Could you report every line of the listing below that holds the word "SavedScenarioSet"?

BEGIN INPUT

use crate::infra::{print_json, render_tier_table};
use clap::Args;
use gpu_quote::config::PricingConfig;
use gpu_quote::error::AppError;
use gpu_quote::import::ScenarioSheet;
use gpu_quote::pricing::domain::{CUSTOM_LOCATION, CUSTOM_NODE};
use gpu_quote::pricing::{
    clamp_hourly_rate, compare, price_partner, price_scenario, resolve_choice, SavedScenarioSet,
    ScenarioInput,
};
use std::fs::File;
use std::io::BufWriter;
use std::path::PathBuf;
use tracing::info;

/// Scenario inputs shared by the pricing subcommands.
#[derive(Args, Debug, Clone)]
pub(crate) struct ScenarioArgs {
    /// Scenario name shown in summaries
    #[arg(long, default_value = "Scenario 1")]
    pub(crate) name: String,
    /// IDC location, or "Other" together with --other-location
    #[arg(long, default_value = "US-West Santa Clara")]
    pub(crate) location: String,
    #[arg(long)]
    pub(crate) other_location: Option<String>,
    /// Node type, or "Other" together with --other-node
    #[arg(long, default_value = "HGX H200")]
    pub(crate) node_type: String,
    #[arg(long)]
    pub(crate) other_node: Option<String>,
    /// Hourly rate per card in USD (floored at $0.01)
    #[arg(long, default_value_t = 2.0)]
    pub(crate) hourly_rate: f64,
    /// Down payment as a percentage of the contract value
    #[arg(long, default_value_t = 0.0)]
    pub(crate) down_payment: f64,
    /// Number of 8-card systems
    #[arg(long, default_value_t = 1)]
    pub(crate) systems: u32,
    #[arg(long, default_value_t = 12)]
    pub(crate) term_months: u32,
    /// External storage in TB (0 for none)
    #[arg(long, default_value_t = 0)]
    pub(crate) storage_tb: u32,
}

impl ScenarioArgs {
    pub(crate) fn to_input(&self) -> ScenarioInput {
        ScenarioInput {
            name: self.name.trim().to_string(),
            location: resolve_choice(
                &self.location,
                self.other_location.as_deref(),
                CUSTOM_LOCATION,
            ),
            node_type: resolve_choice(&self.node_type, self.other_node.as_deref(), CUSTOM_NODE),
            hourly_rate_per_card: clamp_hourly_rate(self.hourly_rate),
            down_payment_percentage: self.down_payment,
            num_systems: self.systems,
            term_length_months: self.term_months,
            storage_capacity_tb: self.storage_tb,
        }
    }
}

#[derive(Args, Debug)]
pub(crate) struct QuoteArgs {
    #[command(flatten)]
    pub(crate) scenario: ScenarioArgs,
    /// Print the full pricing result as JSON
    #[arg(long)]
    pub(crate) json: bool,
}

#[derive(Args, Debug)]
pub(crate) struct PartnerArgs {
    #[command(flatten)]
    pub(crate) scenario: ScenarioArgs,
    /// Transfer price in USD (defaults to the quoted contract value)
    #[arg(long)]
    pub(crate) transfer_price: Option<f64>,
    /// Partner markup percentage (defaults to APP_DEFAULT_MARKUP_PCT)
    #[arg(long)]
    pub(crate) markup: Option<f64>,
    #[arg(long)]
    pub(crate) json: bool,
}

#[derive(Args, Debug)]
pub(crate) struct CompareArgs {
    /// Scenario sheet to import (one row per slot)
    #[arg(long)]
    pub(crate) sheet: PathBuf,
    /// Also export the comparison table to this CSV file
    #[arg(long)]
    pub(crate) csv: Option<PathBuf>,
    /// Price storage against the partner tiers
    #[arg(long)]
    pub(crate) partner: bool,
    #[arg(long)]
    pub(crate) json: bool,
}

#[derive(Args, Debug)]
pub(crate) struct TiersArgs {
    /// Show the partner table instead of the standard one
    #[arg(long)]
    pub(crate) partner: bool,
    #[arg(long)]
    pub(crate) json: bool,
}

pub(crate) fn run_quote(args: QuoteArgs, pricing: &PricingConfig) -> Result<(), AppError> {
    let result = price_scenario(&args.scenario.to_input(), &pricing.standard_tiers)?;

    if args.json {
        return print_json(&result);
    }
    println!("{}", result.summary);
    Ok(())
}

pub(crate) fn run_partner(args: PartnerArgs, pricing: &PricingConfig) -> Result<(), AppError> {
    let markup = args.markup.unwrap_or(pricing.default_markup_percentage);
    let quote = price_partner(
        &args.scenario.to_input(),
        &pricing.partner_tiers,
        args.transfer_price,
        markup,
    )?;

    if args.json {
        return print_json(&quote);
    }
    println!("{}", quote.summary());
    Ok(())
}

pub(crate) fn run_compare(args: CompareArgs, pricing: &PricingConfig) -> Result<(), AppError> {
    let sheet = ScenarioSheet::from_path(&args.sheet)?;
    info!(sheet = %args.sheet.display(), rows = sheet.rows().len(), "loaded scenario sheet");

    let mut saved = SavedScenarioSet::new();
    sheet.price_into(&mut saved, pricing.tiers(args.partner))?;
    let table = compare(&saved)?;

    if let Some(path) = &args.csv {
        let file = File::create(path)?;
        table.write_csv(BufWriter::new(file))?;
        info!(path = %path.display(), "exported comparison");
    }

    if args.json {
        return print_json(&table);
    }
    println!("{}", table.render_text());
    Ok(())
}

pub(crate) fn run_tiers(args: TiersArgs, pricing: &PricingConfig) -> Result<(), AppError> {
    let table = pricing.tiers(args.partner);
    if args.json {
        return print_json(table);
    }
    println!("{}", render_tier_table(table));
    Ok(())
}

END INPUT

- [SOLVED PROBLEM]:
    clamp_hourly_rate, compare, price_partner, price_scenario, resolve_choice, SavedScenarioSet,
    let mut saved = SavedScenarioSet::new();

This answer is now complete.